How to complete this task
Copy every line of the entries that has the string "starts" in it.

Source material
= Beginning of Section =

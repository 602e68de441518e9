//! One-shot hardware peripheral initialization.
//!
//! Configures the two IR ADC channels, the button input, and the servo
//! LEDC timer/channel using raw ESP-IDF sys calls. Called once from
//! `main()` before the control loop starts.

#[cfg(target_os = "espidf")]
use esp_idf_svc::sys::*;

#[cfg(target_os = "espidf")]
use crate::config::ADC_FAILED_READING;
use crate::error::{ActuatorError, Error, SensorError};

// ── Error type ────────────────────────────────────────────────

/// Errors during one-shot peripheral initialization.
#[derive(Debug, Clone, Copy, PartialEq, Eq)]
pub enum HwInitError {
    AdcInitFailed(i32),
    GpioConfigFailed(i32),
    LedcInitFailed(i32),
}

impl core::fmt::Display for HwInitError {
    fn fmt(&self, f: &mut core::fmt::Formatter<'_>) -> core::fmt::Result {
        match self {
            Self::AdcInitFailed(rc)    => write!(f, "ADC1 init failed (rc={})", rc),
            Self::GpioConfigFailed(rc) => write!(f, "GPIO config failed (rc={})", rc),
            Self::LedcInitFailed(rc)   => write!(f, "LEDC timer/channel config failed (rc={})", rc),
        }
    }
}

impl From<HwInitError> for Error {
    fn from(e: HwInitError) -> Self {
        match e {
            HwInitError::AdcInitFailed(_) => Error::Sensor(SensorError::AdcConfigFailed),
            HwInitError::GpioConfigFailed(_) => Error::Sensor(SensorError::GpioConfigFailed),
            HwInitError::LedcInitFailed(_) => Error::Actuator(ActuatorError::PwmConfigFailed),
        }
    }
}

#[cfg(target_os = "espidf")]
use log::info;

#[cfg(target_os = "espidf")]
use crate::pins;

#[cfg(target_os = "espidf")]
pub fn init_peripherals() -> Result<(), HwInitError> {
    // SAFETY: Called once from main() before the control loop; single-threaded.
    unsafe {
        init_adc()?;
        init_button_input()?;
        init_ledc()?;
    }
    info!("hw_init: all peripherals configured");
    Ok(())
}

#[cfg(not(target_os = "espidf"))]
pub fn init_peripherals() -> Result<(), HwInitError> {
    log::info!("hw_init(sim): peripheral init skipped");
    Ok(())
}

// ── ADC (oneshot) ─────────────────────────────────────────────

#[cfg(target_os = "espidf")]
static mut ADC1_HANDLE: adc_oneshot_unit_handle_t = core::ptr::null_mut();

/// SAFETY: Must be called only from the single-threaded init path or the
/// main-loop ADC read path.  `init_adc()` completes before the control
/// loop starts.
#[cfg(target_os = "espidf")]
unsafe fn adc1_handle() -> adc_oneshot_unit_handle_t {
    unsafe { ADC1_HANDLE }
}

#[cfg(target_os = "espidf")]
unsafe fn init_adc() -> Result<(), HwInitError> {
    let init_cfg = adc_oneshot_unit_init_cfg_t {
        unit_id: adc_unit_t_ADC_UNIT_1,
        ulp_mode: adc_ulp_mode_t_ADC_ULP_MODE_DISABLE,
        ..Default::default()
    };
    // SAFETY: ADC1_HANDLE is only written here, once at boot.
    let ret = unsafe { adc_oneshot_new_unit(&init_cfg, &raw mut ADC1_HANDLE) };
    if ret != ESP_OK as i32 { return Err(HwInitError::AdcInitFailed(ret)); }

    // 10-bit width keeps thresholds on the same 0-1023 scale the
    // receivers were calibrated against.
    let chan_cfg = adc_oneshot_chan_cfg_t {
        atten: adc_atten_t_ADC_ATTEN_DB_12,
        bitwidth: adc_bitwidth_t_ADC_BITWIDTH_10,
    };

    for channel in [pins::ARRIVAL_ADC_CHANNEL, pins::HEIGHT_ADC_CHANNEL] {
        let ret = unsafe { adc_oneshot_config_channel(adc1_handle(), channel, &chan_cfg) };
        if ret != ESP_OK as i32 { return Err(HwInitError::AdcInitFailed(ret)); }
    }

    info!(
        "hw_init: ADC1 configured (CH{}=arrival, CH{}=height)",
        pins::ARRIVAL_ADC_CHANNEL, pins::HEIGHT_ADC_CHANNEL
    );
    Ok(())
}

#[cfg(target_os = "espidf")]
pub fn adc1_read(channel: u32) -> u16 {
    let mut raw: i32 = 0;
    // SAFETY: adc1_handle() contract: single-threaded main-loop access only.
    let ret = unsafe { adc_oneshot_read(adc1_handle(), channel, &mut raw) };
    if ret != ESP_OK as i32 {
        log::warn!("hw_init: ADC1 CH{} read failed (rc={}), reporting clear", channel, ret);
        return ADC_FAILED_READING;
    }
    raw.clamp(0, i32::from(u16::MAX)) as u16
}

// ── GPIO Input ────────────────────────────────────────────────

#[cfg(target_os = "espidf")]
unsafe fn init_button_input() -> Result<(), HwInitError> {
    let btn_cfg = gpio_config_t {
        pin_bit_mask: 1u64 << pins::BUTTON_GPIO,
        mode: gpio_mode_t_GPIO_MODE_INPUT,
        pull_up_en: gpio_pullup_t_GPIO_PULLUP_ENABLE,
        pull_down_en: gpio_pulldown_t_GPIO_PULLDOWN_DISABLE,
        intr_type: gpio_int_type_t_GPIO_INTR_DISABLE,
    };
    let ret = unsafe { gpio_config(&btn_cfg) };
    if ret != ESP_OK as i32 { return Err(HwInitError::GpioConfigFailed(ret)); }

    info!("hw_init: button input configured (GPIO {})", pins::BUTTON_GPIO);
    Ok(())
}

#[cfg(target_os = "espidf")]
pub fn gpio_read(pin: i32) -> bool {
    // SAFETY: gpio_get_level is a read-only register access on an
    // already-configured input pin; safe to call from main context.
    (unsafe { gpio_get_level(pin) }) != 0
}

// ── LEDC PWM ─────────────────────────────────────────────────

pub const LEDC_CH_SERVO: u32 = 0;

#[cfg(target_os = "espidf")]
unsafe fn init_ledc() -> Result<(), HwInitError> {
    // Timer 0: servo (50 Hz, 14-bit)
    // SAFETY: Called from single main-task context via init_peripherals().
    let timer0 = ledc_timer_config_t {
        speed_mode: ledc_mode_t_LEDC_LOW_SPEED_MODE,
        timer_num: ledc_timer_t_LEDC_TIMER_0,
        duty_resolution: ledc_timer_bit_t_LEDC_TIMER_14_BIT,
        freq_hz: pins::SERVO_PWM_FREQ_HZ,
        clk_cfg: soc_periph_ledc_clk_src_legacy_t_LEDC_AUTO_CLK,
        ..Default::default()
    };
    let ret = unsafe { ledc_timer_config(&timer0) };
    if ret != ESP_OK as i32 { return Err(HwInitError::LedcInitFailed(ret)); }

    let ret = unsafe { ledc_channel_config(&ledc_channel_config_t {
        speed_mode: ledc_mode_t_LEDC_LOW_SPEED_MODE,
        channel: LEDC_CH_SERVO,
        timer_sel: ledc_timer_t_LEDC_TIMER_0,
        gpio_num: pins::SERVO_PWM_GPIO,
        duty: 0,
        hpoint: 0,
        ..Default::default()
    }) };
    if ret != ESP_OK as i32 { return Err(HwInitError::LedcInitFailed(ret)); }

    info!("hw_init: LEDC configured (servo=CH{})", LEDC_CH_SERVO);
    Ok(())
}

#[cfg(target_os = "espidf")]
pub fn ledc_set(channel: u32, duty: u32) {
    // SAFETY: LEDC channels were configured in init_ledc(); duty register
    // writes are race-free since only main loop calls this function.
    unsafe {
        ledc_set_duty(ledc_mode_t_LEDC_LOW_SPEED_MODE, channel, duty);
        ledc_update_duty(ledc_mode_t_LEDC_LOW_SPEED_MODE, channel);
    }
}

#[cfg(not(target_os = "espidf"))]
pub fn ledc_set(_channel: u32, _duty: u32) {}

= End of Section =

Result below
//! `main()` before the control loop starts.
/// loop starts.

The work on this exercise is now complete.